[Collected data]
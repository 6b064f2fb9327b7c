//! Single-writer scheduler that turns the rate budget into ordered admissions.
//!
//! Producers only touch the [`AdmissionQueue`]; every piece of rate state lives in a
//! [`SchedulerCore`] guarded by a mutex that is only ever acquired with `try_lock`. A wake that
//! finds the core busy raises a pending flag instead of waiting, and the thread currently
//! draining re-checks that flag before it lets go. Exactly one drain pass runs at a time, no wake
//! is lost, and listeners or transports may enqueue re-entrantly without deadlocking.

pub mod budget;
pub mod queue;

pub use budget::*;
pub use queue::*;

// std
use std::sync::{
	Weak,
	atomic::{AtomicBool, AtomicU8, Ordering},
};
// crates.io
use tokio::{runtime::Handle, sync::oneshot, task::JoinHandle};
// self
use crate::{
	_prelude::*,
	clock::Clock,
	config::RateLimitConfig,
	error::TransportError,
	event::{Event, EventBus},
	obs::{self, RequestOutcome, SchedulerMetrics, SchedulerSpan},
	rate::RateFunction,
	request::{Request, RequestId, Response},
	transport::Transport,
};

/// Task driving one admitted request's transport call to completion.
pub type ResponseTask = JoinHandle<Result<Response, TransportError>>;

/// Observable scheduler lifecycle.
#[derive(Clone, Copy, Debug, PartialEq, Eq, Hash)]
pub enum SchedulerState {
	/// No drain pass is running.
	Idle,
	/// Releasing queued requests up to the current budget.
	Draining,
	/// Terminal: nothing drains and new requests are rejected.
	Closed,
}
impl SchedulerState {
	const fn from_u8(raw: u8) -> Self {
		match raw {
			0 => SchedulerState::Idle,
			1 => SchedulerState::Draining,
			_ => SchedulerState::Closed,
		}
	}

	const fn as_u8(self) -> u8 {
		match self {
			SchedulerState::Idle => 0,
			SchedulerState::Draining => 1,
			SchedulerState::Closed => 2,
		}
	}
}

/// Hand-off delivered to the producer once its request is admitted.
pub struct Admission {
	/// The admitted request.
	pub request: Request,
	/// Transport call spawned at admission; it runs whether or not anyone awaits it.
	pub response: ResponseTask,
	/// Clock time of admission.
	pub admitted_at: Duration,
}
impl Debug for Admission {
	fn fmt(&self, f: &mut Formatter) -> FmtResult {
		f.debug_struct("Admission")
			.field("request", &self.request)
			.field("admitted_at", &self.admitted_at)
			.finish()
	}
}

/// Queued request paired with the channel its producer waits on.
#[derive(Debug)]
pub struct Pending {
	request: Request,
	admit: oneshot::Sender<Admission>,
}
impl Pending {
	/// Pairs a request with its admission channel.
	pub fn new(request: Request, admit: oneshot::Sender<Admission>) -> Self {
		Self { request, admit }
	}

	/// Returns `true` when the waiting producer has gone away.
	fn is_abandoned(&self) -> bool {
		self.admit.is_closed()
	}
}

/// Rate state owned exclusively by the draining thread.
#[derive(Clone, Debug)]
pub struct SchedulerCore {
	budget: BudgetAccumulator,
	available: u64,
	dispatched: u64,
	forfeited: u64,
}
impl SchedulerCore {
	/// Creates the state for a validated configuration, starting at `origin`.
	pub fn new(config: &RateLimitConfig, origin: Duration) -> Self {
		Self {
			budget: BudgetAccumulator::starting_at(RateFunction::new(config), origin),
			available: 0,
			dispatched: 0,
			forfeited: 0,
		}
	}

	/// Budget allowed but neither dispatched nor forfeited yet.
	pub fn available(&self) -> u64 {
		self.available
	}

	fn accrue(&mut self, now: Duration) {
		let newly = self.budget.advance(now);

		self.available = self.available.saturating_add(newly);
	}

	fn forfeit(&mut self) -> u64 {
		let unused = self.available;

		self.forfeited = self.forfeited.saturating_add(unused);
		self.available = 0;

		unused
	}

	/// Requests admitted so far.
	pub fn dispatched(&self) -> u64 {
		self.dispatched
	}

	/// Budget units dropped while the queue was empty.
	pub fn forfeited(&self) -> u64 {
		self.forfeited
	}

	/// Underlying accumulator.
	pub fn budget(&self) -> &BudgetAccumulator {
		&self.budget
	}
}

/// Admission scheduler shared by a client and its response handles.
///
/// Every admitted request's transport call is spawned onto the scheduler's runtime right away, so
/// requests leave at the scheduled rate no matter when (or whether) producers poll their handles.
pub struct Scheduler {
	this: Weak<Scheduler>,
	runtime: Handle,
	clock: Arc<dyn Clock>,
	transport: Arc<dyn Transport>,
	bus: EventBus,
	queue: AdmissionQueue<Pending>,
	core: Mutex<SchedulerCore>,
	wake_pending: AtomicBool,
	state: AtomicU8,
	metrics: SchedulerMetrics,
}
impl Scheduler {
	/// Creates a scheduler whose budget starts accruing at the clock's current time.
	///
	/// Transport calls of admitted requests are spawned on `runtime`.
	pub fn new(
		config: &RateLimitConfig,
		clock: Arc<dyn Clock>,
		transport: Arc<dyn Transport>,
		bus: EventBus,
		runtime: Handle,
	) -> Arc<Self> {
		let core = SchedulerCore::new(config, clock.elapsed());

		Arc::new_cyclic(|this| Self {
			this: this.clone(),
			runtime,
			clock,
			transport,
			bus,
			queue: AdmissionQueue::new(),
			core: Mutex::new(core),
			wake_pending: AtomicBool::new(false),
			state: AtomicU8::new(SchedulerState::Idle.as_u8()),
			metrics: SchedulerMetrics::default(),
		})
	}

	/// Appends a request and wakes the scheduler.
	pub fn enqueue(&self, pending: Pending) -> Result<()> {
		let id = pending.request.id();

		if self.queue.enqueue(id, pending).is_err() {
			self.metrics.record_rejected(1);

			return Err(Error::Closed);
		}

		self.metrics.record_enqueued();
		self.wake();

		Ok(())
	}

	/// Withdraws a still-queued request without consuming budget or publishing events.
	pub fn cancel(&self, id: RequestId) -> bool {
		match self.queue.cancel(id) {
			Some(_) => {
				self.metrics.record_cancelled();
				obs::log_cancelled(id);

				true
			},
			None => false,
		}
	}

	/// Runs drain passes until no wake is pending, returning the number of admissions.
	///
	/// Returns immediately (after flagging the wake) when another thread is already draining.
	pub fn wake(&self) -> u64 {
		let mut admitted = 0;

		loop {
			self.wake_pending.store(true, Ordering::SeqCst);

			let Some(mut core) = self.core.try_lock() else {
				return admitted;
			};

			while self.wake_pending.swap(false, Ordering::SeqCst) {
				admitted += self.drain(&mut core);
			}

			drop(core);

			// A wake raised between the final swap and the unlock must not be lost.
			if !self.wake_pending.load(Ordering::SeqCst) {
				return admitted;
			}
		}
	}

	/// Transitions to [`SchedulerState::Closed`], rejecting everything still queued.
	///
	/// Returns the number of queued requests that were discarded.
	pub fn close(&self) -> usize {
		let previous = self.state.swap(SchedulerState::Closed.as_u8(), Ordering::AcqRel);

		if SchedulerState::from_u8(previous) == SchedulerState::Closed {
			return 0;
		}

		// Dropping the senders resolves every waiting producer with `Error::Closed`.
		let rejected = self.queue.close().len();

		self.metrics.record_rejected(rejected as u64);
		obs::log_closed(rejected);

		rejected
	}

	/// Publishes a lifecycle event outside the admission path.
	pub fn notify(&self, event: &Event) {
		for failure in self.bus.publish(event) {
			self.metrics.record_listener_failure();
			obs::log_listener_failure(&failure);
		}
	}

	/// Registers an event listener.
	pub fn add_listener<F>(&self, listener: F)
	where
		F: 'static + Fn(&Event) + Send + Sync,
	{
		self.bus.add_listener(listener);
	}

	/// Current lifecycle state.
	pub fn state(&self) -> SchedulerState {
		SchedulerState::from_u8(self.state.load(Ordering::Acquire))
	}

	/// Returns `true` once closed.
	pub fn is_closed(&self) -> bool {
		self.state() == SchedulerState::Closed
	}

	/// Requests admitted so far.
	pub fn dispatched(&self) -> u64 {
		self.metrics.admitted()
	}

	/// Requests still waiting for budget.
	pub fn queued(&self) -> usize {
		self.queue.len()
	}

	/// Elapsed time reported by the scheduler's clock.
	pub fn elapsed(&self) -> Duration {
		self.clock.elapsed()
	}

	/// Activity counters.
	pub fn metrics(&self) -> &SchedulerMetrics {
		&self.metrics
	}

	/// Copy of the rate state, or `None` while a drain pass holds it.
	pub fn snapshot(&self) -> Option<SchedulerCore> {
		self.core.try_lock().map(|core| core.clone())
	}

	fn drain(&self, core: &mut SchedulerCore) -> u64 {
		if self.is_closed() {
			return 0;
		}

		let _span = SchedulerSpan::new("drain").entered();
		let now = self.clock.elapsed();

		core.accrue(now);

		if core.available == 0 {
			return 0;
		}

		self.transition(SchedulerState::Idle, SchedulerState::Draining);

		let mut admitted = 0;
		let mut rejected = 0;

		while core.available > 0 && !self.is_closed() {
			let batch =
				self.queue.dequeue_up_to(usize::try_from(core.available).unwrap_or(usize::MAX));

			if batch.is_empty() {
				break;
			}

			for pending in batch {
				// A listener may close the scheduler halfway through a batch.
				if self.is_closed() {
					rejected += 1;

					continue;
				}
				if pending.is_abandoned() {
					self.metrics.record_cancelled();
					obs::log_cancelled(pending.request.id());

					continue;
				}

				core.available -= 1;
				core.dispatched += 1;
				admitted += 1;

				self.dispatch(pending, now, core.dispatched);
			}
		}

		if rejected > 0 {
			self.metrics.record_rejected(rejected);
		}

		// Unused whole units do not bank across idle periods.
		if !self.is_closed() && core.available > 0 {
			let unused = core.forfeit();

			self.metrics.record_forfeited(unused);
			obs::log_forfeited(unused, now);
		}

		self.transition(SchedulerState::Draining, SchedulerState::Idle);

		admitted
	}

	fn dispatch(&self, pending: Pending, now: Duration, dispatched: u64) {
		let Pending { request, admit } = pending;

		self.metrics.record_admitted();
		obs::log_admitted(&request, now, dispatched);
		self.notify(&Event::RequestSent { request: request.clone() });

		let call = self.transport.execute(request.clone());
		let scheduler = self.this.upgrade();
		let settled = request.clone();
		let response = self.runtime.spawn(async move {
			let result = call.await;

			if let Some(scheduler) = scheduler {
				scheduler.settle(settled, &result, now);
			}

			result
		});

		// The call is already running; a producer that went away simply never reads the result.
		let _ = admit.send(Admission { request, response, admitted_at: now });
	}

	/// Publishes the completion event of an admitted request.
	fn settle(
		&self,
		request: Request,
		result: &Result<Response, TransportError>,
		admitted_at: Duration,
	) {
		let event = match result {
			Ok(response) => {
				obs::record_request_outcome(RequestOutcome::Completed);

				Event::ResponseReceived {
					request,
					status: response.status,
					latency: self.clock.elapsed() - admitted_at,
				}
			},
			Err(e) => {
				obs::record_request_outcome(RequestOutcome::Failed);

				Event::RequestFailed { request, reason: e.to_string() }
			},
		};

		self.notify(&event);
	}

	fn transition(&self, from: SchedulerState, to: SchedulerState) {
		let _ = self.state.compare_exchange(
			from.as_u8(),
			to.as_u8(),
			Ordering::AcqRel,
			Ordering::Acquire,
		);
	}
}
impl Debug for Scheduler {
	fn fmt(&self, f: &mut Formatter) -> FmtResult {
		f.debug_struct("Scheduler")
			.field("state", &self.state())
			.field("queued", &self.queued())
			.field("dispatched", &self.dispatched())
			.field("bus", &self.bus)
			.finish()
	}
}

PROBLEM —
Every line in the data that holds the string "settled" should be copied.

FINAL ANSWER —
		let settled = request.clone();
				scheduler.settle(settled, &result, now);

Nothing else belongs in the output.